MATERIALS PROVIDED:
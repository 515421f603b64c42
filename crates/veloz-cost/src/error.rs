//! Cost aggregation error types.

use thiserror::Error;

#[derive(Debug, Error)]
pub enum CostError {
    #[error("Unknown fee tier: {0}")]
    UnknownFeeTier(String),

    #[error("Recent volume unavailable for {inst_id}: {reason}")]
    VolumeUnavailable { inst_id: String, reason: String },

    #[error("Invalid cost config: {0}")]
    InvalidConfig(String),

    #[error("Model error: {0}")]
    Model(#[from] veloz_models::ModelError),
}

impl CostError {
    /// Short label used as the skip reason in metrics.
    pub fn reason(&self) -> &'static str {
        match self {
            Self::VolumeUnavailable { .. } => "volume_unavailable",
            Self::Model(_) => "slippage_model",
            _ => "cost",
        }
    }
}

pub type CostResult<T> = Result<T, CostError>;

==

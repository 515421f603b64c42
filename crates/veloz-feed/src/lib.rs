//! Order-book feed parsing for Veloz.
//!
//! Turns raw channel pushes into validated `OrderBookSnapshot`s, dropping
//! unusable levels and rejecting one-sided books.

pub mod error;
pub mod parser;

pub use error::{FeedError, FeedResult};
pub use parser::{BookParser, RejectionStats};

---

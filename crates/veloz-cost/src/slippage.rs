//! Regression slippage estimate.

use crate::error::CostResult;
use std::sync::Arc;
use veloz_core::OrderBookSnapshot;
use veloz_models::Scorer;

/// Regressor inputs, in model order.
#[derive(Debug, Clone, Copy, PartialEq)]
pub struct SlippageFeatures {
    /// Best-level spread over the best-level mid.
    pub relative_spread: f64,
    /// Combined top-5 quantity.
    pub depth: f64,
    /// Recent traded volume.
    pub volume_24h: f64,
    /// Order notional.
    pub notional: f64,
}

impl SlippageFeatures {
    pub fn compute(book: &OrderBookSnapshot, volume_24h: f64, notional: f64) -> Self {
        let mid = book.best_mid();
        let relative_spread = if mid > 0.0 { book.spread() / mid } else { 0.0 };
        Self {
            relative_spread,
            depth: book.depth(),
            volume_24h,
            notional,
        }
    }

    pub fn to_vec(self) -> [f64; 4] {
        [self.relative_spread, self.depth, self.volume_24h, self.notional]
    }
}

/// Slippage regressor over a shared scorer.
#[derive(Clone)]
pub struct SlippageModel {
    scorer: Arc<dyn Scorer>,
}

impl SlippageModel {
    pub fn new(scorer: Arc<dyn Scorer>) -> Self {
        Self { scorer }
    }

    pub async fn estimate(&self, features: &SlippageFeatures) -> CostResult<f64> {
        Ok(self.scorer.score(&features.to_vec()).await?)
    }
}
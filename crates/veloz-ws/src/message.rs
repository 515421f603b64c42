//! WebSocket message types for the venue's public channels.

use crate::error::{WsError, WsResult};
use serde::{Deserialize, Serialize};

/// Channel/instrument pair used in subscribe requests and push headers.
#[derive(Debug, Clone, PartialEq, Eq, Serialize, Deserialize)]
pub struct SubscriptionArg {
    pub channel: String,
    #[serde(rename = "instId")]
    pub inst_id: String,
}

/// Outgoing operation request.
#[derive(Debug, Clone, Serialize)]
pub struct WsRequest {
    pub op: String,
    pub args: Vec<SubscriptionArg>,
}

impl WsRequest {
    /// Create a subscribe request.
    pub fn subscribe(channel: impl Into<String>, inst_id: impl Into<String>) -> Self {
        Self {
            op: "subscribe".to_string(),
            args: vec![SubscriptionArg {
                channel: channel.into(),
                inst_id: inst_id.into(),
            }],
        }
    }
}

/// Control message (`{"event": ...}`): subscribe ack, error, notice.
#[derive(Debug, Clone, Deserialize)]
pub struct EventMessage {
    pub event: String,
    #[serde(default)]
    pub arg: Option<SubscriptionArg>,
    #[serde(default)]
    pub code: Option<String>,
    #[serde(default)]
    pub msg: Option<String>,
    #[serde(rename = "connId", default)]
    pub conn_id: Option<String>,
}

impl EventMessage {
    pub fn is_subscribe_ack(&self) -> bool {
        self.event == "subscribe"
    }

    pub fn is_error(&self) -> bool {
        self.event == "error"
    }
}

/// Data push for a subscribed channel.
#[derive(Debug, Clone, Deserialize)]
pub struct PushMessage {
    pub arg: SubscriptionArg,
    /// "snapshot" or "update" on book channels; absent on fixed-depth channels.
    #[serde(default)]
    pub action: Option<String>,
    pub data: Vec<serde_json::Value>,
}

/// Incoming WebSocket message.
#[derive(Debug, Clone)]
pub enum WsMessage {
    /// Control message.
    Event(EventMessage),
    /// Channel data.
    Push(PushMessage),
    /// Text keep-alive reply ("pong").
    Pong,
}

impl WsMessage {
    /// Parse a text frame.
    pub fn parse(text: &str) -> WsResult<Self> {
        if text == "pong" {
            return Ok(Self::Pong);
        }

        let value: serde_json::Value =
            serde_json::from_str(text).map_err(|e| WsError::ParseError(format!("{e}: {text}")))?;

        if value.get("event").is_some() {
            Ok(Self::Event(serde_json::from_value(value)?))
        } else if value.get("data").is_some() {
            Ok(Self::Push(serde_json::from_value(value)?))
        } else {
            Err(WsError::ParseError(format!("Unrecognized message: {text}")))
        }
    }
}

TASK PROMPT: From the material above, set down exactly the lines between the line holding "filename crates/veloz-cost/src/slippage.rs" and the line holding "filename crates/veloz-ws/src/message.rs", inclusive. Include nothing else.

SOLVED PROBLEM:
filename crates/veloz-cost/src/slippage.rs
//! Regression slippage estimate.

use crate::error::CostResult;
use std::sync::Arc;
use veloz_core::OrderBookSnapshot;
use veloz_models::Scorer;

/// Regressor inputs, in model order.
#[derive(Debug, Clone, Copy, PartialEq)]
pub struct SlippageFeatures {
    /// Best-level spread over the best-level mid.
    pub relative_spread: f64,
    /// Combined top-5 quantity.
    pub depth: f64,
    /// Recent traded volume.
    pub volume_24h: f64,
    /// Order notional.
    pub notional: f64,
}

impl SlippageFeatures {
    pub fn compute(book: &OrderBookSnapshot, volume_24h: f64, notional: f64) -> Self {
        let mid = book.best_mid();
        let relative_spread = if mid > 0.0 { book.spread() / mid } else { 0.0 };
        Self {
            relative_spread,
            depth: book.depth(),
            volume_24h,
            notional,
        }
    }

    pub fn to_vec(self) -> [f64; 4] {
        [self.relative_spread, self.depth, self.volume_24h, self.notional]
    }
}

/// Slippage regressor over a shared scorer.
#[derive(Clone)]
pub struct SlippageModel {
    scorer: Arc<dyn Scorer>,
}

impl SlippageModel {
    pub fn new(scorer: Arc<dyn Scorer>) -> Self {
        Self { scorer }
    }

    pub async fn estimate(&self, features: &SlippageFeatures) -> CostResult<f64> {
        Ok(self.scorer.score(&features.to_vec()).await?)
    }
}
filename crates/veloz-ws/src/message.rs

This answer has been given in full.